I have seen it is a dictionary of dictionaries, but not what this dictionary is made of.
I have come across the structure I think its behind and I would like you to correct me if I'm wrong but I think that make sense: a dictionary of objects, where each object is a TCP/IP layer.
This way everything makes sense (except I don't have payload in Ether which would be all after IP and payload in IP, which would be everything after TCP)

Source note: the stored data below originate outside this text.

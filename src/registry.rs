//! Region registry and page-slot bookkeeping.
//!
//! Two tables, tied together by ids: a region table keyed by region id that
//! carries the page bases backing each region, and a page-slot table keyed
//! by page base that carries the region ids intersecting each page. Neither
//! owns the other.
//!
//! Structural changes happen under the writer lock. The page-slot table is
//! additionally readable from signal context: buckets are published through
//! release/acquire atomics, slots are never deallocated while the registry
//! lives, and retirement is a `live` flag rather than a removal.

use crate::engine::WatchOptions;
use crate::fault::CANDIDATE_IDS;
use crate::snapshot::Snapshot;
use crate::{page, protect, util, Error, Result};
use parking_lot::{Mutex, RwLock};
use std::collections::BTreeMap;
use std::sync::atomic::{AtomicBool, AtomicPtr, AtomicU32, AtomicU64, AtomicU8, AtomicUsize, Ordering};

/// Bookkeeping overhead attributed to each region besides its snapshot.
const REGION_OVERHEAD: usize = 160;

/// Page slot lifecycle states.
pub(crate) mod page_state {
  /// No protection applied (polling, teardown, or between transitions).
  pub const UNPROTECTED: u8 = 0;
  /// Writes to the page fault.
  pub const PROTECTED: u8 = 1;
  /// A fault opened a writable window that the worker has yet to close.
  pub const WINDOW_OPEN: u8 = 2;
}

/// A user-declared watched span.
pub(crate) struct Region {
  pub id: u64,
  pub base: usize,
  pub len: usize,
  pub label: Option<String>,
  pub capture: crate::CaptureMode,
  pub adapter_id: u32,
  pub metadata_ref: u64,
  pub variable_id: Option<u64>,
  pub metadata: BTreeMap<String, String>,
  pub snapshot: Snapshot,
  pub epoch: u64,
  pub seq: u64,
  /// Protection was refused; the region is detected by checksum polling.
  pub poll_only: bool,
  /// Page bases this region contributes a protection count to.
  pub pages: Vec<usize>,
}

impl Region {
  #[inline]
  pub(crate) fn contains(&self, address: usize) -> bool {
    self.base <= address && address < self.base + self.len
  }

  /// The region's live bytes. Valid while the watch is active, per the
  /// caller contract of `watch`.
  pub(crate) unsafe fn current_bytes(&self) -> &[u8] {
    std::slice::from_raw_parts(self.base as *const u8, self.len)
  }
}

/// Engine bookkeeping for one hardware page backing any live region.
pub(crate) struct PageSlot {
  pub page_base: usize,
  pub protect_count: AtomicU32,
  pub state: AtomicU8,
  pub live: AtomicBool,
  pub window_deadline_ns: AtomicU64,
  /// First few region ids on this page, readable from signal context.
  pub candidates: [AtomicU64; CANDIDATE_IDS],
  /// All region ids intersecting this page, ascending by region base.
  /// Structural edits happen under the registry writer lock only.
  pub region_ids: Mutex<Vec<u64>>,
}

impl PageSlot {
  fn new(page_base: usize) -> Self {
    PageSlot {
      page_base,
      protect_count: AtomicU32::new(0),
      state: AtomicU8::new(page_state::UNPROTECTED),
      live: AtomicBool::new(true),
      window_deadline_ns: AtomicU64::new(0),
      candidates: Default::default(),
      region_ids: Mutex::new(Vec::new()),
    }
  }

  fn refresh_candidates(&self, ids: &[u64]) {
    for index in 0..CANDIDATE_IDS {
      let id = ids.get(index).copied().unwrap_or(0);
      self.candidates[index].store(id, Ordering::Release);
    }
  }

  /// Copies the candidate cache; async-signal-safe.
  pub(crate) fn snapshot_candidates(&self) -> [u64; CANDIDATE_IDS] {
    let mut ids = [0; CANDIDATE_IDS];
    for (index, id) in ids.iter_mut().enumerate() {
      *id = self.candidates[index].load(Ordering::Relaxed);
    }
    ids
  }
}

struct Bucket {
  key: AtomicUsize,
  slot: AtomicPtr<PageSlot>,
}

/// Open-addressed page-base lookup table, sized once at initialization.
///
/// Keys are only ever added; a page leaving the registry retires its slot
/// through the `live` flag instead of deleting the bucket, which keeps the
/// linear probe correct for concurrent, lock-free readers.
struct PageTable {
  buckets: Box<[Bucket]>,
  mask: usize,
}

unsafe impl Send for PageTable {}
unsafe impl Sync for PageTable {}

impl PageTable {
  fn with_capacity(capacity: usize) -> Self {
    assert!(capacity.is_power_of_two());

    let buckets = (0..capacity)
      .map(|_| Bucket {
        key: AtomicUsize::new(0),
        slot: AtomicPtr::new(std::ptr::null_mut()),
      })
      .collect::<Vec<_>>()
      .into_boxed_slice();

    PageTable {
      buckets,
      mask: capacity - 1,
    }
  }

  fn index(&self, page_base: usize) -> usize {
    let hash = (page_base as u64 / page::size() as u64).wrapping_mul(0x9e37_79b9_7f4a_7c15);
    (hash ^ (hash >> 33)) as usize & self.mask
  }

  /// Lock-free lookup; safe to call from signal context.
  fn lookup(&self, page_base: usize) -> Option<&PageSlot> {
    let mut index = self.index(page_base);

    for _ in 0..self.buckets.len() {
      let bucket = &self.buckets[index];
      let key = bucket.key.load(Ordering::Acquire);

      if key == 0 {
        return None;
      }

      if key == page_base {
        let slot = bucket.slot.load(Ordering::Acquire);
        return unsafe { slot.as_ref() };
      }

      index = (index + 1) & self.mask;
    }

    None
  }

  /// Finds or creates the slot for a page. Callers hold the writer lock, so
  /// insertions never race each other; the slot pointer is published before
  /// the key so lock-free readers always observe initialized slots.
  fn get_or_insert(&self, page_base: usize) -> Result<(&PageSlot, bool)> {
    let mut index = self.index(page_base);

    for _ in 0..self.buckets.len() {
      let bucket = &self.buckets[index];
      let key = bucket.key.load(Ordering::Acquire);

      if key == page_base {
        let slot = bucket.slot.load(Ordering::Acquire);
        return Ok((unsafe { &*slot }, false));
      }

      if key == 0 {
        let slot = Box::into_raw(Box::new(PageSlot::new(page_base)));
        bucket.slot.store(slot, Ordering::Release);
        bucket.key.store(page_base, Ordering::Release);
        return Ok((unsafe { &*slot }, true));
      }

      index = (index + 1) & self.mask;
    }

    Err(Error::ResourceExhausted("page table"))
  }

  fn memory_bytes(&self) -> usize {
    self.buckets.len() * std::mem::size_of::<Bucket>()
  }
}

impl Drop for PageTable {
  fn drop(&mut self) {
    for bucket in self.buckets.iter() {
      let slot = bucket.slot.load(Ordering::Acquire);
      if !slot.is_null() {
        drop(unsafe { Box::from_raw(slot) });
      }
    }
  }
}

/// Registry construction parameters.
pub(crate) struct RegistrySettings {
  /// Whether joined pages are write-protected (false in polling mode).
  pub protect: bool,
  pub allow_overlap: bool,
  pub max_pages: usize,
  pub max_memory: Option<usize>,
}

/// The result of registering a watch.
pub(crate) struct WatchOutcome {
  pub id: u64,
  /// Protection was refused and the region was downgraded to polling.
  pub downgraded: bool,
}

struct Inner {
  regions: BTreeMap<u64, Region>,
  next_id: u64,
}

pub(crate) struct Registry {
  settings: RegistrySettings,
  inner: RwLock<Inner>,
  pages: PageTable,
  page_count: AtomicUsize,
  mem_bytes: AtomicUsize,
}

impl Registry {
  pub(crate) fn new(settings: RegistrySettings, table_capacity: usize) -> Self {
    Registry {
      settings,
      inner: RwLock::new(Inner {
        regions: BTreeMap::new(),
        next_id: 1,
      }),
      pages: PageTable::with_capacity(table_capacity),
      page_count: AtomicUsize::new(0),
      mem_bytes: AtomicUsize::new(0),
    }
  }

  /// Registers a watch over `[base, base + len)`.
  ///
  /// The initial contents are snapshotted and hashed, every intersecting
  /// page slot is joined, and pages whose protection count transitions from
  /// zero to one are write-protected. A refused protection rolls the page
  /// joins back and downgrades the region to polling detection.
  pub(crate) fn watch(&self, base: usize, len: usize, options: WatchOptions) -> Result<WatchOutcome> {
    let end = util::checked_span(base, len)?;
    let mut inner = self.inner.write();

    if !self.settings.allow_overlap {
      for region in inner.regions.values() {
        if region.adapter_id == options.adapter_id && base < region.base + region.len && region.base < end {
          return Err(Error::RegionOverlap);
        }
      }
    }

    let cost = len + REGION_OVERHEAD;
    if let Some(budget) = self.settings.max_memory {
      if self.mem_bytes.load(Ordering::Relaxed) + cost > budget {
        return Err(Error::ResourceExhausted("memory budget"));
      }
    }

    let span: Vec<usize> = page::bases(base, len).collect();
    let new_pages = span
      .iter()
      .filter(|pb| {
        self
          .pages
          .lookup(**pb)
          .map_or(true, |slot| !slot.live.load(Ordering::Acquire))
      })
      .count();
    if self.page_count.load(Ordering::Relaxed) + new_pages > self.settings.max_pages {
      return Err(Error::ResourceExhausted("page table"));
    }

    let id = inner.next_id;
    inner.next_id += 1;

    let snapshot = Snapshot::capture(unsafe { std::slice::from_raw_parts(base as *const u8, len) });

    let mut joined: Vec<usize> = Vec::with_capacity(span.len());
    let mut downgraded = false;

    for pb in &span {
      let (slot, created) = match self.pages.get_or_insert(*pb) {
        Ok(entry) => entry,
        Err(err) => {
          for joined_pb in &joined {
            if let Some(slot) = self.pages.lookup(*joined_pb) {
              self.leave_page(slot, id);
            }
          }
          return Err(err);
        }
      };

      if created {
        self.page_count.fetch_add(1, Ordering::Relaxed);
      } else if !slot.live.load(Ordering::Acquire) {
        slot.live.store(true, Ordering::Release);
        slot.state.store(page_state::UNPROTECTED, Ordering::Release);
        slot.window_deadline_ns.store(0, Ordering::Release);
        self.page_count.fetch_add(1, Ordering::Relaxed);
      }

      insert_region_id(&inner.regions, slot, id, base);
      joined.push(*pb);

      let previous = slot.protect_count.fetch_add(1, Ordering::AcqRel);
      if previous == 0 && self.settings.protect {
        match unsafe { protect::write_protect_page(*pb) } {
          Ok(()) => slot.state.store(page_state::PROTECTED, Ordering::Release),
          Err(err) => {
            log::warn!("write-protecting page {:#x} failed: {}", pb, err);
            downgraded = true;
            break;
          }
        }
      }
    }

    if downgraded {
      for pb in &joined {
        if let Some(slot) = self.pages.lookup(*pb) {
          self.leave_page(slot, id);
        }
      }
    }

    let region = Region {
      id,
      base,
      len,
      label: options.label,
      capture: options.capture,
      adapter_id: options.adapter_id,
      metadata_ref: options.metadata_ref,
      variable_id: options.variable_id,
      metadata: options.metadata.into_iter().collect(),
      snapshot,
      epoch: 0,
      seq: 0,
      poll_only: downgraded,
      pages: if downgraded { Vec::new() } else { span },
    };

    inner.regions.insert(id, region);
    self.mem_bytes.fetch_add(cost, Ordering::Relaxed);
    Ok(WatchOutcome { id, downgraded })
  }

  /// Deregisters a region. Returns false for unknown ids.
  pub(crate) fn unwatch(&self, id: u64) -> bool {
    let mut inner = self.inner.write();

    let region = match inner.regions.remove(&id) {
      Some(region) => region,
      None => return false,
    };

    for pb in &region.pages {
      if let Some(slot) = self.pages.lookup(*pb) {
        self.leave_page(slot, id);
      }
    }

    self
      .mem_bytes
      .fetch_sub(region.len + REGION_OVERHEAD, Ordering::Relaxed);
    true
  }

  /// Deregisters every region, restoring all page protection.
  pub(crate) fn clear_all(&self) {
    let mut inner = self.inner.write();
    let ids: Vec<u64> = inner.regions.keys().copied().collect();

    for id in ids {
      if let Some(region) = inner.regions.remove(&id) {
        for pb in &region.pages {
          if let Some(slot) = self.pages.lookup(*pb) {
            self.leave_page(slot, id);
          }
        }
        self
          .mem_bytes
          .fetch_sub(region.len + REGION_OVERHEAD, Ordering::Relaxed);
      }
    }
  }

  fn leave_page(&self, slot: &PageSlot, id: u64) {
    {
      let mut ids = slot.region_ids.lock();
      if let Some(position) = ids.iter().position(|other| *other == id) {
        ids.remove(position);
      }
      slot.refresh_candidates(&ids);
    }

    let previous = slot.protect_count.fetch_sub(1, Ordering::AcqRel);
    if previous == 1 {
      slot.state.store(page_state::UNPROTECTED, Ordering::Release);
      if self.settings.protect {
        if let Err(err) = unsafe { protect::unprotect_page(slot.page_base) } {
          log::warn!(
            "restoring write access to page {:#x} failed: {}",
            slot.page_base,
            err
          );
        }
      }
      slot.live.store(false, Ordering::Release);
      self.page_count.fetch_sub(1, Ordering::Relaxed);
    }
  }

  /// Region ids covering the exact byte address.
  pub(crate) fn find_regions(&self, address: usize) -> Vec<u64> {
    let inner = self.inner.read();

    let slot = match self.pages.lookup(page::floor(address)) {
      Some(slot) => slot,
      None => return Vec::new(),
    };

    let ids = slot.region_ids.lock().clone();
    ids
      .into_iter()
      .filter(|id| inner.regions.get(id).map_or(false, |region| region.contains(address)))
      .collect()
  }

  /// Lock-free page slot lookup; safe to call from signal context.
  pub(crate) fn lookup_page(&self, page_base: usize) -> Option<&PageSlot> {
    self.pages.lookup(page_base)
  }

  pub(crate) fn with_regions<R>(&self, f: impl FnOnce(&BTreeMap<u64, Region>) -> R) -> R {
    f(&self.inner.read().regions)
  }

  pub(crate) fn for_each_region(&self, mut f: impl FnMut(&Region)) {
    let inner = self.inner.read();
    for region in inner.regions.values() {
      f(region);
    }
  }

  /// Installs the post-event snapshot and advances the region's counters.
  pub(crate) fn commit_event(&self, id: u64, bytes: Vec<u8>, hash: u64) -> bool {
    let mut inner = self.inner.write();

    match inner.regions.get_mut(&id) {
      Some(region) => {
        region.snapshot.replace(bytes, hash);
        region.epoch += 1;
        region.seq += 1;
        true
      }
      None => false,
    }
  }

  pub(crate) fn region_count(&self) -> usize {
    self.inner.read().regions.len()
  }

  pub(crate) fn page_count(&self) -> usize {
    self.page_count.load(Ordering::Relaxed)
  }

  pub(crate) fn mem_bytes(&self) -> usize {
    self.mem_bytes.load(Ordering::Relaxed)
  }

  pub(crate) fn table_memory_bytes(&self) -> usize {
    self.pages.memory_bytes()
  }
}

fn insert_region_id(regions: &BTreeMap<u64, Region>, slot: &PageSlot, id: u64, base: usize) {
  let mut ids = slot.region_ids.lock();

  let position = ids
    .iter()
    .position(|other| {
      let other_base = regions.get(other).map_or(usize::MAX, |region| region.base);
      (other_base, *other) > (base, id)
    })
    .unwrap_or(ids.len());

  ids.insert(position, id);
  slot.refresh_candidates(&ids);
}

Anyways I think that would help throw some light about the scapy structure, although I am aware its not 100% accurate:
#Scapy
class Ether:
def __init__(self,dst='ff:ff:ff:ff:ff:ff',src='00:00:00:00:00:00',type=0):
self.dst=dst
self.src=src
self.type=type
class IP:
def __init__(self,version=4,ihl=None,tos=0,leng=None,idd=1
,flags=None,frag=0,ttl=64,proto=06,chksum=None,src='127.0.0.1',dst='127.0.0.1'):
self.version = version
self.ihl = ihl
self.tos = tos
self.leng = leng
self.idd = idd
self.flags = flags
self.frag = frag
self.ttl = ttl
self.proto = proto
self.chksum = chksum
self.src = src
self.dst = dst
class TCP:
def __init__(self,sport=21,dport=80,seq=0,ack=0,dataofs=None,reserved=0
,flags=0,window=8192,chksum=None,urgptr=0,options=0,payload=''):
self.sport=sport;
self.dport=dport;
self.seq=seq
self.ack=ack
self.dataofs=dataofs
self.reserved=reserved
self.flags=flags
self.window=window
self.chksum=chksum
self.urgptr=urgptr
self.options=options
self.payload=payload
pkt1 = {'Ether':Ether(src='ff:aa:bb:aa:dd:aa'),'IP':IP(src='192.168.1.10',dst='192.168.1.1')}
pkt2 = {'IP':IP(dst='8.8.8.8'),'TCP':TCP(dport=80)}
print pkt1['IP'].src
pkts = []
pkts.append(pkt1)
pkts.append(pkt2)
for pkt in pkts:
print pkt['IP'].dst
print pkts[0]['Ether'].src
Having this output:
GET / HTTP/1.1
192.168.1.1
8.8.8.8
ff:aa:bb:aa:dd:aa
Hope this is instructive and you can correct my mistakes.
Upvotes: 4
Views: 3221
Reputation: 9110
Reading from this article:
Scapy uses Python dictionaries as the data structure for packets. Each packet is a collection of nested dictionaries with each layer being a child dictionary of the previous layer, built from the lowest layer up. Each field (such as the Ethernet
dst
value or ICMPtype
value) is a key:value pair in the appropriate layer. These fields (and nested layers) are all mutable so we can reassign them in place using the assignment operator.